_How to complete this task:_ Reproduce exactly the lines below from the one containing "pub mod runner;" through the one containing "pub enum IndexingError", including both, and nothing else.
▶
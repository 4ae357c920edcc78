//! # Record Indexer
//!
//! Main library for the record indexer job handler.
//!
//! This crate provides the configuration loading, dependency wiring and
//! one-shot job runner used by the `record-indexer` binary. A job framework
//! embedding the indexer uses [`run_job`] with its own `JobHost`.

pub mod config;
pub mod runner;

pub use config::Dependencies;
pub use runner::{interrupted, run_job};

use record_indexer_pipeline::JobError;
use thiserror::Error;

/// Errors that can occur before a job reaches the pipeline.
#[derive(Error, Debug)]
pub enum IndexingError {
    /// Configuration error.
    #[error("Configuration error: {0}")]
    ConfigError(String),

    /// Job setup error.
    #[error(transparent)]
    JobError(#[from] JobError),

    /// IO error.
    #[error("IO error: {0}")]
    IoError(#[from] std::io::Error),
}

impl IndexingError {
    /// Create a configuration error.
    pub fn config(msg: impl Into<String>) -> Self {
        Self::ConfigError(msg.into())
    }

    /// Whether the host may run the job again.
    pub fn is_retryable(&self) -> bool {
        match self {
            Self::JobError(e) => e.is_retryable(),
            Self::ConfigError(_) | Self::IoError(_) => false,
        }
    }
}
◀
▶
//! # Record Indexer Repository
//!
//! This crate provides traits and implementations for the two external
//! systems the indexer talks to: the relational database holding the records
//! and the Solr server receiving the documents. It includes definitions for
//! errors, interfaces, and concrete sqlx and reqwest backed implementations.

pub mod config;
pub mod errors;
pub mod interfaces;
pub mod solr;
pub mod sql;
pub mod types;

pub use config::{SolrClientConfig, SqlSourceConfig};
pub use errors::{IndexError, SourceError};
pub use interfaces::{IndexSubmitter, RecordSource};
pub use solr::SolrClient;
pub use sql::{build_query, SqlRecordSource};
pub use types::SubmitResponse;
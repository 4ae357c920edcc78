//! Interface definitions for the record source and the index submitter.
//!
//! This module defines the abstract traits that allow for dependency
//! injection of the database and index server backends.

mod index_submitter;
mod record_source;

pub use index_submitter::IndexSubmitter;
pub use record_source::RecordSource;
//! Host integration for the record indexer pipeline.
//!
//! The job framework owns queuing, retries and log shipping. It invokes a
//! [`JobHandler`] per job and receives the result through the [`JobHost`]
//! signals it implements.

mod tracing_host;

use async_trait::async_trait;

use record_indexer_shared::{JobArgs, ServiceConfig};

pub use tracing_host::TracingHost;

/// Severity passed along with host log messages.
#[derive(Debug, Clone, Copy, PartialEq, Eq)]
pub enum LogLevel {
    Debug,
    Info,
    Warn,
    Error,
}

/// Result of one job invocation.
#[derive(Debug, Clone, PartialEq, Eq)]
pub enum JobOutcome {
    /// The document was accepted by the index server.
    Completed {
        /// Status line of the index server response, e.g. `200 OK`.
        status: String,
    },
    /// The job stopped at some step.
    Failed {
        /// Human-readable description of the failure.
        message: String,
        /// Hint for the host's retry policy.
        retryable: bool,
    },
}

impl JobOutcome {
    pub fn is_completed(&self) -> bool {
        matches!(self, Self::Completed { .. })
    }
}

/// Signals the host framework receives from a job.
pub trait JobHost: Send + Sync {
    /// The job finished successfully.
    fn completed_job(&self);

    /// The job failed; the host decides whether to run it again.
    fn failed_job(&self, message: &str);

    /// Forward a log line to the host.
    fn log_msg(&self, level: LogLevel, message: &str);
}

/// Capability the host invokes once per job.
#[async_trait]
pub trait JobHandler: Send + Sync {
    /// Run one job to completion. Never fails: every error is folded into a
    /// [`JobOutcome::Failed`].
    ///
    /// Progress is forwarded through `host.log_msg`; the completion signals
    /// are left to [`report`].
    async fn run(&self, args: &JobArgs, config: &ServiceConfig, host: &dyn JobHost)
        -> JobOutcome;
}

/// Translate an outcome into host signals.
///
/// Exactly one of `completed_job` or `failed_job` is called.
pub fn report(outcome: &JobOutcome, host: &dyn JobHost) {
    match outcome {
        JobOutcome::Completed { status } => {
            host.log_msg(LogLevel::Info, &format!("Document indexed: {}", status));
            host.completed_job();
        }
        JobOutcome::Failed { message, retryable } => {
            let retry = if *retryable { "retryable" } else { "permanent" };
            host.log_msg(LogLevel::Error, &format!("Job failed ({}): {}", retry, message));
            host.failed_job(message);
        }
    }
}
◀
_Response to this exercise:_
pub mod runner;

pub use config::Dependencies;
pub use runner::{interrupted, run_job};

use record_indexer_pipeline::JobError;
use thiserror::Error;

/// Errors that can occur before a job reaches the pipeline.
#[derive(Error, Debug)]
pub enum IndexingError {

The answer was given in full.